Charlie Rose: This question is asked frequently: Will at some point the deficit and the debt and the decline of the dollar get to a point that people who hold our debt will no longer want to buy and then we're in a crisis?
Warren Buffett: We cannot keep running fiscal deficits like we are currently without having a lot of consequences over time... If you are running a $1.4 trillion deficit, even if you are exporting $400 billion of I.O.U.s in effect to the rest of the world, that leaves another trillion. And you know, the domestic savers are not going to come up with a trillion... so these numbers are unsustainable over time, what we're doing. It is true, though, that if you keep flooding the world with your debt and people see your fiscal policies are sort of out of control, they're going to get less and less and less enthused about your debt. And then, one of two things happen. Either you keep paying more and more to roll over that debt or you start monetizing it like crazy...

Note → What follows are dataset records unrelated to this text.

//! # reddit-rs
//!
//! An async Rust client for the Reddit API.
//!
//! The crate authenticates against Reddit's OAuth endpoint, dispatches
//! requests under Reddit's rate limits, and turns listings into lazy,
//! cursor-driven [`Stream`](futures_util::Stream)s.
//!
//! ## Features
//!
//! - **Authentication**: password, refresh token, client credentials and
//!   installed-client grants, with automatic token refresh
//! - **Rate limiting**: waits out the `x-ratelimit-*` budget and sleeps
//!   through short "try again in N seconds" errors, failing fast on long ones
//! - **Listings**: [`ListingGenerator`] pages through any listing lazily
//!   and can resume from a saved cursor
//! - **Streams**: [`StreamGenerator`] polls for new submissions, comments or
//!   subreddits, deduplicating with a bounded LRU set and backing off
//!   while nothing new arrives
//! - **Lazy objects**: handles start as stubs and load on request
//!
//! ## Quick Start
//!
//! ```rust,no_run
//! use futures_util::TryStreamExt;
//! use reddit_rs::{Credentials, RedditClient};
//!
//! #[tokio::main]
//! async fn main() -> reddit_rs::Result<()> {
//!     let client = RedditClient::login(Credentials::from_env()?).await?;
//!
//!     let posts: Vec<_> = client
//!         .subreddit("rust")
//!         .new()
//!         .limit(50)
//!         .build()
//!         .try_collect()
//!         .await?;
//!     println!("Fetched {} posts", posts.len());
//!
//!     Ok(())
//! }
//! ```
//!
//! ## Streaming Example
//!
//! ```rust,no_run
//! use futures_util::StreamExt;
//! use reddit_rs::{Credentials, RedditClient, StreamEvent, StreamOptions};
//!
//! #[tokio::main]
//! async fn main() -> reddit_rs::Result<()> {
//!     let client = RedditClient::login(Credentials::from_env()?).await?;
//!
//!     let options = StreamOptions::default()
//!         .with_skip_existing(true)
//!         .with_pause_after(Some(5));
//!     let mut submissions = client.subreddit("rust").stream().submissions(options);
//!
//!     while let Some(event) = submissions.next().await {
//!         match event? {
//!             StreamEvent::Item(post) => println!("{}: {}", post.id, post.title),
//!             StreamEvent::Pause => println!("quiet for a while"),
//!         }
//!     }
//!
//!     Ok(())
//! }
//! ```

#![warn(missing_docs)]
#![warn(rustdoc::missing_crate_level_docs)]
#![deny(unsafe_code)]

pub mod api;
pub mod auth;
pub mod client;
pub mod error;
pub mod listing;
pub mod models;

// Re-export primary types at crate root for convenience
pub use auth::{Credentials, Grant, Session};
pub use client::{ApiRequest, ClientConfig, RedditClient, RetryConfig};
pub use error::{ApiErrorItem, Error, Result};
pub use listing::{
    BoundedSet, ListingGenerator, Page, StreamEvent, StreamGenerator, StreamOptions,
};
pub use models::{Cursor, Fullname, Kind, TimeFilter};

/// Prelude module for convenient imports.
///
/// ```rust
/// use reddit_rs::prelude::*;
/// ```
pub mod prelude {
    pub use crate::api::{
        CommentHandle, Editable, RedditorHandle, Replyable, Savable, SubmissionHandle,
        SubredditHandle, Votable, VoteDirection,
    };
    pub use crate::auth::{Credentials, Grant, Session};
    pub use crate::client::{ApiRequest, ClientConfig, RedditClient, RetryConfig};
    pub use crate::error::{Error, Result};
    pub use crate::listing::{
        ListingBuilder, ListingGenerator, StreamEvent, StreamGenerator, StreamOptions,
    };
    pub use crate::models::{
        Comment, Cursor, Fullname, Kind, Listable, Redditor, Submission, Subreddit, Thing,
        TimeFilter,
    };
}

#[cfg(test)]
mod tests {
    use super::*;

    #[test]
    fn test_fullname_creation() {
        let name = Fullname::new(Kind::Link, "abc123");
        assert_eq!(name.as_str(), "t3_abc123");
        assert_eq!(name.id(), "abc123");
    }

    #[test]
    fn test_default_endpoints() {
        let config = ClientConfig::default();
        assert_eq!(config.oauth_url, client::OAUTH_URL);
        assert_eq!(config.reddit_url, "https://www.reddit.com");
    }

    #[test]
    fn test_time_filter_validation() {
        assert!("week".parse::<TimeFilter>().is_ok());
        assert!("fortnight".parse::<TimeFilter>().is_err());
    }
}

The Federal Reserve Bank has been monetizing the debt since March, 2009, catalyzing a rally in equities, commodities, and bonds to a lesser extent. It keeps short-term interest rates artificially low, in an attempt to stimulate the economy. As it did in the early 2000's under former Fed Chairman Alan Greenspan, it also created a massive bubble in certain asset classes, namely the housing market and equities.
With government bailouts and buying of collaterized debt securities, toxic assets have been shifted from the private sector (banks) to the public sector (government agency and US Treasury debts). The mortgage problems haven't been solved--it just shifted to the FHA. And when the bubble in government securities bursts, foreign sovereign governments won't be there to pick up the pieces.